**WORKING DATA**
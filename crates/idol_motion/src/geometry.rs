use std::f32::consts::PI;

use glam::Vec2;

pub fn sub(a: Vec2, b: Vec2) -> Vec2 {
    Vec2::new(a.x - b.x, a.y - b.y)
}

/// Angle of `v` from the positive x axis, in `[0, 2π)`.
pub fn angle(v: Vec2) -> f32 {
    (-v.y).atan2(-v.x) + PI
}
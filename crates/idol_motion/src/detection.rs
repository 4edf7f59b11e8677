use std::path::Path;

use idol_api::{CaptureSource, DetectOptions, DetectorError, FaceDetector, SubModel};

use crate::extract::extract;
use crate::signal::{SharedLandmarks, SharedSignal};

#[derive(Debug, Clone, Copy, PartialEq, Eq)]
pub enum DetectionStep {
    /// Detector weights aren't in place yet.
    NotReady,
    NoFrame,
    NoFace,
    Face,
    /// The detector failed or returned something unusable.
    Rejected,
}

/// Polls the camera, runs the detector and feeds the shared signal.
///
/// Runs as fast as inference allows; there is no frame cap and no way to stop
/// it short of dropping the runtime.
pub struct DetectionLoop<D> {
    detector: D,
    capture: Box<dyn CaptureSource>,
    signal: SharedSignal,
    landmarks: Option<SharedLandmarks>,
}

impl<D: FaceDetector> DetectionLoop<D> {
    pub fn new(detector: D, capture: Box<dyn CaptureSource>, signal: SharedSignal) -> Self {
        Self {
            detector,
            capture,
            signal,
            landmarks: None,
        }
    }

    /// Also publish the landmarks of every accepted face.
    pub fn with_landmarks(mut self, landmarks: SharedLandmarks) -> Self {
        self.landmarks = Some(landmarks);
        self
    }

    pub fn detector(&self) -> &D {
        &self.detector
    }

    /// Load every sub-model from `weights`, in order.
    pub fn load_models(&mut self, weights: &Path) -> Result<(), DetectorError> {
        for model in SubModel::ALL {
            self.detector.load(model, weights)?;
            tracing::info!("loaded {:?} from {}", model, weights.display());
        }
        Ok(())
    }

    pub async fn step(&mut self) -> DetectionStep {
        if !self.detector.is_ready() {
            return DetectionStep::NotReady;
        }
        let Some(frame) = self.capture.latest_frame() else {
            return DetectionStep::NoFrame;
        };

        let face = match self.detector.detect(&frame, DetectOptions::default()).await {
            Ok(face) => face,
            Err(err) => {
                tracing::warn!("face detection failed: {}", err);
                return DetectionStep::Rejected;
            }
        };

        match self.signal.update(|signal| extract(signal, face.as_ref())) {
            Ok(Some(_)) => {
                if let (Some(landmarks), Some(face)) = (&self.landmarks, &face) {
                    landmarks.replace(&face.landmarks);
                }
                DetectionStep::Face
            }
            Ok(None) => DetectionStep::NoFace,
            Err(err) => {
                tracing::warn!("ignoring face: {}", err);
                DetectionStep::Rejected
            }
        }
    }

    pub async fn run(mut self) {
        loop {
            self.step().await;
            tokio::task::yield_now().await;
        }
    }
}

--

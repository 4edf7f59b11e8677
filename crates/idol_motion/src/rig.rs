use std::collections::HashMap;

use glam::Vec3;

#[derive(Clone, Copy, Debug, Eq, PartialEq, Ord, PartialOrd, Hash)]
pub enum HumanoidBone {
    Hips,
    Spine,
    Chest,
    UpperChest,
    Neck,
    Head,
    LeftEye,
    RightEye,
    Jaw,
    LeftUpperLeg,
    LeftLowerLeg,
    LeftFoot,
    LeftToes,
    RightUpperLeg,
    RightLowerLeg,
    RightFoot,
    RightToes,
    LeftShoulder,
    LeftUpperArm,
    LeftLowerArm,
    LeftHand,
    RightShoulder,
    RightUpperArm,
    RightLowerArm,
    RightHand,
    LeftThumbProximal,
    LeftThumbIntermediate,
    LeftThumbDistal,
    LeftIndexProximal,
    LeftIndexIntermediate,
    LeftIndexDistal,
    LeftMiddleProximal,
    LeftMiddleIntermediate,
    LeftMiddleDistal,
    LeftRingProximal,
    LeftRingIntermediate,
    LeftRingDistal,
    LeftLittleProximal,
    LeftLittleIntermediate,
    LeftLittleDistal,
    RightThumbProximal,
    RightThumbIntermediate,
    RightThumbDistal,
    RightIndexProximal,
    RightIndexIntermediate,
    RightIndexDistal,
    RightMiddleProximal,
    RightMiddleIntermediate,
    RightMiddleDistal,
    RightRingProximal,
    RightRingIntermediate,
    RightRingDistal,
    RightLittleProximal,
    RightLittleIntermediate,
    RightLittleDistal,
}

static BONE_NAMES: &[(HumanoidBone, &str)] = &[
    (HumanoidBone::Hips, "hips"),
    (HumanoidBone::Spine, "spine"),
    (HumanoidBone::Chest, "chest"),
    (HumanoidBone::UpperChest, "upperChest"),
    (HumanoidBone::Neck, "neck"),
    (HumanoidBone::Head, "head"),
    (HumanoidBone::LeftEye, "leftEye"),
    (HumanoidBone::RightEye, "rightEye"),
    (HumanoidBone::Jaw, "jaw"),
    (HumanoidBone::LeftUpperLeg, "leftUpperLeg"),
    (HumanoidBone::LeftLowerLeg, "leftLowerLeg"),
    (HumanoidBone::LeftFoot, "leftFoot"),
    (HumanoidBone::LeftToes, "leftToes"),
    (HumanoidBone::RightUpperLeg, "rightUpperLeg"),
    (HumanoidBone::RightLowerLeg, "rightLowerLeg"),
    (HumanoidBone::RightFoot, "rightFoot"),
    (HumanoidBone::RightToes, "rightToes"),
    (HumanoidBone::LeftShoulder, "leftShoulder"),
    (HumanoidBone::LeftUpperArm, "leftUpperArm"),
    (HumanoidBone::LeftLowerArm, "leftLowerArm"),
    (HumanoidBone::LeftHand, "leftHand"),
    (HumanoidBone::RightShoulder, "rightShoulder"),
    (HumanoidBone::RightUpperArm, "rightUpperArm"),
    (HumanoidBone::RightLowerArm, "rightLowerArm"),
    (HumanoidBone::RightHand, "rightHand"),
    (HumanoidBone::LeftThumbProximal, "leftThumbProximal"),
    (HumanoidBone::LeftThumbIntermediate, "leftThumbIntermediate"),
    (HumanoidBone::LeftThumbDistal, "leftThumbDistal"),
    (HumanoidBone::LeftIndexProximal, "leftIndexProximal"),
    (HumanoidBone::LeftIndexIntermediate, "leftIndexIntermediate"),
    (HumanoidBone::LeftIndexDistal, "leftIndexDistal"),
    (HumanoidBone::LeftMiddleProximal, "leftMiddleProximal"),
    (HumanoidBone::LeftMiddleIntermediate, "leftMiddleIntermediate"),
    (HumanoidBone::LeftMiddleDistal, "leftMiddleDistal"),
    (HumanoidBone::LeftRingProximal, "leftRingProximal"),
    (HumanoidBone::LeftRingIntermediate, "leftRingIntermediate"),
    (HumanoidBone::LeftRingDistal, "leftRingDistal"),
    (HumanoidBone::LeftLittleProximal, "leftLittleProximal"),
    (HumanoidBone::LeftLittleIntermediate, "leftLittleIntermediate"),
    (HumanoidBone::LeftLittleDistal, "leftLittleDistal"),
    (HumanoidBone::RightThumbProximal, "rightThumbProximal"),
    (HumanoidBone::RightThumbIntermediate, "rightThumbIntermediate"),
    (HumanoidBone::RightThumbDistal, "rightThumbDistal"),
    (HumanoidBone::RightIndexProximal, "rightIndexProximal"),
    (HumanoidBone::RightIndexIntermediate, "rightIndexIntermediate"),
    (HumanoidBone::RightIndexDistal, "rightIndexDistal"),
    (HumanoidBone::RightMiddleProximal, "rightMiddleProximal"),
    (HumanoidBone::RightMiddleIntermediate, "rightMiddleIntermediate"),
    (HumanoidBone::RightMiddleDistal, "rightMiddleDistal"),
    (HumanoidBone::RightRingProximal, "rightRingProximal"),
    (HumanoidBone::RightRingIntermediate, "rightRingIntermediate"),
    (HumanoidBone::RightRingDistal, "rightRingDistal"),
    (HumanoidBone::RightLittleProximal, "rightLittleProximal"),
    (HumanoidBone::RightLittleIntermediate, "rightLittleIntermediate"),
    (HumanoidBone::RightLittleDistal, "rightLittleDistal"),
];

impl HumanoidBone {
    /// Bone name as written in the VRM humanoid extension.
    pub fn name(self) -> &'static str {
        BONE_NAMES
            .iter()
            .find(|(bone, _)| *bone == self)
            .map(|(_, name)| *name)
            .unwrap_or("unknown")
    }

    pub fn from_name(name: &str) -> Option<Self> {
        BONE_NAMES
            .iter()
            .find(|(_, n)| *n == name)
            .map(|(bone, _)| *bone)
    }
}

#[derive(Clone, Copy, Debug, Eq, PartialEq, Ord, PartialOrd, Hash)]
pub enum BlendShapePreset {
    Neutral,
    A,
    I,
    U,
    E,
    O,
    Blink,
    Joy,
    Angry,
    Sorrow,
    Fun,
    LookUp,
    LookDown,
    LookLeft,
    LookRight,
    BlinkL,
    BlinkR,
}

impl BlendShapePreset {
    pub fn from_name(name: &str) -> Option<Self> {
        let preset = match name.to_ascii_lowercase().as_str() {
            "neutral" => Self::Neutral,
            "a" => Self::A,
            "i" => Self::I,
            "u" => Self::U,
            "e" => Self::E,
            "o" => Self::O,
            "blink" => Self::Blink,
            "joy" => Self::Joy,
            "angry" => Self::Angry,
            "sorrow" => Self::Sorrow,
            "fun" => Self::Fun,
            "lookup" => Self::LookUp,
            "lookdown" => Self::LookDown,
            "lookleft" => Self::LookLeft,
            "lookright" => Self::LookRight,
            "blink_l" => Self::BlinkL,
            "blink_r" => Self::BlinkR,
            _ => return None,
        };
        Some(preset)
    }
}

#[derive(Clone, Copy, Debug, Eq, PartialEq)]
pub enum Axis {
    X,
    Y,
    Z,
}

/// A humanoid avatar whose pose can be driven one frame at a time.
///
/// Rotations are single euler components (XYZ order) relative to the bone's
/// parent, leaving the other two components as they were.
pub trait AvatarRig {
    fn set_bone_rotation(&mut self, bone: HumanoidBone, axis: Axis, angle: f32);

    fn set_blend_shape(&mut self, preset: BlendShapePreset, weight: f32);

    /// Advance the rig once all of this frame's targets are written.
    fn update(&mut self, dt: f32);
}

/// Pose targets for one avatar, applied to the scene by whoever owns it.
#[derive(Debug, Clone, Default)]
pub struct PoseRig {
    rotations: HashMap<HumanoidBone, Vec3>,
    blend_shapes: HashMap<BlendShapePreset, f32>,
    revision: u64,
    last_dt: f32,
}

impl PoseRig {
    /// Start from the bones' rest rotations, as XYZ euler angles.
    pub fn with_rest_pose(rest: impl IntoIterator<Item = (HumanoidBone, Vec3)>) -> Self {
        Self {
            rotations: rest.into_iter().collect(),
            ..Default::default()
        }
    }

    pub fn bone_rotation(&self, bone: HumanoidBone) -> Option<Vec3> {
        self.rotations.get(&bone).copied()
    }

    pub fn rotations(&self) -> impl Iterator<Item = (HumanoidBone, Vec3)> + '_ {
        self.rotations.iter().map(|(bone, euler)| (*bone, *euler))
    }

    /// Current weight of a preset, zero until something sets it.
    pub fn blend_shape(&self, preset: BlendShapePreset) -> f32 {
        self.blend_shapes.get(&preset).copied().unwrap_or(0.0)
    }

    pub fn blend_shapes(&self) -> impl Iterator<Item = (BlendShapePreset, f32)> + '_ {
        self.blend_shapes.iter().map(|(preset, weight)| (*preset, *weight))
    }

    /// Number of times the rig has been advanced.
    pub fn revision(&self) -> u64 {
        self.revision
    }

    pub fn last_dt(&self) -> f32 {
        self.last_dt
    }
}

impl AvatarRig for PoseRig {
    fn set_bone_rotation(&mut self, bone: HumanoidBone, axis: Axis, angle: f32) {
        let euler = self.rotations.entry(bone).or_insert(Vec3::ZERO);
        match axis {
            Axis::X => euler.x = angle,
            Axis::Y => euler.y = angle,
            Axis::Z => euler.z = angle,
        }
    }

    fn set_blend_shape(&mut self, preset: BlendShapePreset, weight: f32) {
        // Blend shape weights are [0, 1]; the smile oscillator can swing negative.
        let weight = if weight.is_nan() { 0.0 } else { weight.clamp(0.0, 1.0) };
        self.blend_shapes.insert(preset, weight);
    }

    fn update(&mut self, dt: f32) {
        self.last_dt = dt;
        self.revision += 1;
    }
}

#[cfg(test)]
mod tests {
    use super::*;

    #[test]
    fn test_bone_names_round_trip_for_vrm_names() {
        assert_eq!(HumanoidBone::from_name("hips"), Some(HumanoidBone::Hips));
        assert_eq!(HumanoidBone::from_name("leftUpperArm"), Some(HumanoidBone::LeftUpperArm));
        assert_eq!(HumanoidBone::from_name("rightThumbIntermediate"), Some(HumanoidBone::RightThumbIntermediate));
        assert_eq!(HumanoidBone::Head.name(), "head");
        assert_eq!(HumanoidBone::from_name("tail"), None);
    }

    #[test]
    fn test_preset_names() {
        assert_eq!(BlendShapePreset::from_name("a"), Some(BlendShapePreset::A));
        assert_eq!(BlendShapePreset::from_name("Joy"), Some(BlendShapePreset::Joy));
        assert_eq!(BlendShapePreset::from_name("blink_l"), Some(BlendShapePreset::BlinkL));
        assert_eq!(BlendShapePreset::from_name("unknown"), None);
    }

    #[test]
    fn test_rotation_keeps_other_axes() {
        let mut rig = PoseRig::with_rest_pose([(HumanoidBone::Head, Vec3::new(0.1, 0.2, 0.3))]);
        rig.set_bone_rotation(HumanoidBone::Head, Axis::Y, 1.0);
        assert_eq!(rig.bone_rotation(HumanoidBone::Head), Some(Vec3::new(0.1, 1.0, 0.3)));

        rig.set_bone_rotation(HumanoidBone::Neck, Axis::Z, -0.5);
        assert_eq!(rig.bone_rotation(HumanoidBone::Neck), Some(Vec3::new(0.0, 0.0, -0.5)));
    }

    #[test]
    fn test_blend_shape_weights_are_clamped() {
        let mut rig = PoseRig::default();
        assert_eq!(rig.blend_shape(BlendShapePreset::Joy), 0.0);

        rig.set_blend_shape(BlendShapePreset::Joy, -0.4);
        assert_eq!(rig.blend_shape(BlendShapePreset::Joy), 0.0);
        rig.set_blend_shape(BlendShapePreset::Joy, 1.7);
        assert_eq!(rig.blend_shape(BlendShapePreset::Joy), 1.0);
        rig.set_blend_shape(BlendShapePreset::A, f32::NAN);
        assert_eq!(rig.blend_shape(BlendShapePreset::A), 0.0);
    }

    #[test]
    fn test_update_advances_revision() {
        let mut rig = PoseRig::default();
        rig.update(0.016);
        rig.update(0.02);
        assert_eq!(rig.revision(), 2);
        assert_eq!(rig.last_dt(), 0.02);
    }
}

---

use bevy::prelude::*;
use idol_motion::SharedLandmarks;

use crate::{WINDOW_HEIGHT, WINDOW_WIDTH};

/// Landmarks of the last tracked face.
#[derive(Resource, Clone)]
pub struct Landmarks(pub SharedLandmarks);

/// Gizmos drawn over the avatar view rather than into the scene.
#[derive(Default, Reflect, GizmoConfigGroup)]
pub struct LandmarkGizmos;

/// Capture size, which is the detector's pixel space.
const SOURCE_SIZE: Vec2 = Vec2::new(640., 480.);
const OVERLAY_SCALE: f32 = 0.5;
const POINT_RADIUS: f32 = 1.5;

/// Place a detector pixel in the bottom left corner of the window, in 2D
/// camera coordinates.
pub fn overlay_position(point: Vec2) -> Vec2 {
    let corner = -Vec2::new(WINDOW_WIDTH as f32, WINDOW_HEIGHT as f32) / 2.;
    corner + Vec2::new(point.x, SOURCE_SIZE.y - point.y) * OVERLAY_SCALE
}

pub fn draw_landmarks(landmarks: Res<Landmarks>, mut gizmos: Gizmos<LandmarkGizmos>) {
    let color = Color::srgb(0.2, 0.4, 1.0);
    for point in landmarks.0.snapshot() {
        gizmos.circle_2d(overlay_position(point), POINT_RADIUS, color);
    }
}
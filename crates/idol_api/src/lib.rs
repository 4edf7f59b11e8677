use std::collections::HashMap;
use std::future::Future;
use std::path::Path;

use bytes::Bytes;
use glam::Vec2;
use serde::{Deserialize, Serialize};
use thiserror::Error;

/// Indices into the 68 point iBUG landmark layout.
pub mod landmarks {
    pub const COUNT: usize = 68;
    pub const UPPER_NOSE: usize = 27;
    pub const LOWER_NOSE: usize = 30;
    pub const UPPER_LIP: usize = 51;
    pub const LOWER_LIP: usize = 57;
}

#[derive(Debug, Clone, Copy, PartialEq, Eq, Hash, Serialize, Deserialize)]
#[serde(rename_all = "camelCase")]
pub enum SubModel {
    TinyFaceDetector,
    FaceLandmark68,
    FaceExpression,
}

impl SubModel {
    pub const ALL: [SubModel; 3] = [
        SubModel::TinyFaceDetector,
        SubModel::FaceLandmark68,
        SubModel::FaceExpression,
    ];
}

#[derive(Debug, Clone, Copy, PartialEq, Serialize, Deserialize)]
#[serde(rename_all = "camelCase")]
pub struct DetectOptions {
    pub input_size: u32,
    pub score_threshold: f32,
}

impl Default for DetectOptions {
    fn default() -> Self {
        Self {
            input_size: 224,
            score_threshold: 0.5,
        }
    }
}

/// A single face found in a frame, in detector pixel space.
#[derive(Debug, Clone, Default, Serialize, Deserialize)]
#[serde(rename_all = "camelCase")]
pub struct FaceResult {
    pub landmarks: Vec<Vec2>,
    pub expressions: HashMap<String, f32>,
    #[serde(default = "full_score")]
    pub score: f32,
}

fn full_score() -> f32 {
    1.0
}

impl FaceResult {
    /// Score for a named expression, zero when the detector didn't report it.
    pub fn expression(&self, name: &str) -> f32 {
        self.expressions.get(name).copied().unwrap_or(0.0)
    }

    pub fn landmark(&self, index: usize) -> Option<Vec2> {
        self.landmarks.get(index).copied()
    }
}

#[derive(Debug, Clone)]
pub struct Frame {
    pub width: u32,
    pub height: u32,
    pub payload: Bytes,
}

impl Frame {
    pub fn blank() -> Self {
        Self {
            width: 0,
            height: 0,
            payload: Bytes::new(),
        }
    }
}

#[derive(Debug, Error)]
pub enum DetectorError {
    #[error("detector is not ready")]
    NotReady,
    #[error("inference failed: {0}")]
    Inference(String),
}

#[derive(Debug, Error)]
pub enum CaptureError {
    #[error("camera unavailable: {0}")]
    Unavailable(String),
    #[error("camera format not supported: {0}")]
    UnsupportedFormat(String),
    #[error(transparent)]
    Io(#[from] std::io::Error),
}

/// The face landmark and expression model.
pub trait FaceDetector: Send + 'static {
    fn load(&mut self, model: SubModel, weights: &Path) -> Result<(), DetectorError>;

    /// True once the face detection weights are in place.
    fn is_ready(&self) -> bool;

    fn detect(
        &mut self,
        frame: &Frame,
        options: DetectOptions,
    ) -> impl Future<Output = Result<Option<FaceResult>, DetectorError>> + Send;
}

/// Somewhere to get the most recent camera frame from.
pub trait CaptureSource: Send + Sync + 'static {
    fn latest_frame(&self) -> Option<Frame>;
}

**WORK TASK**
When you have gone through the records above, say how many lines include the word "SubModel", and write nothing besides that number.

**EXERCISE ANSWER**
9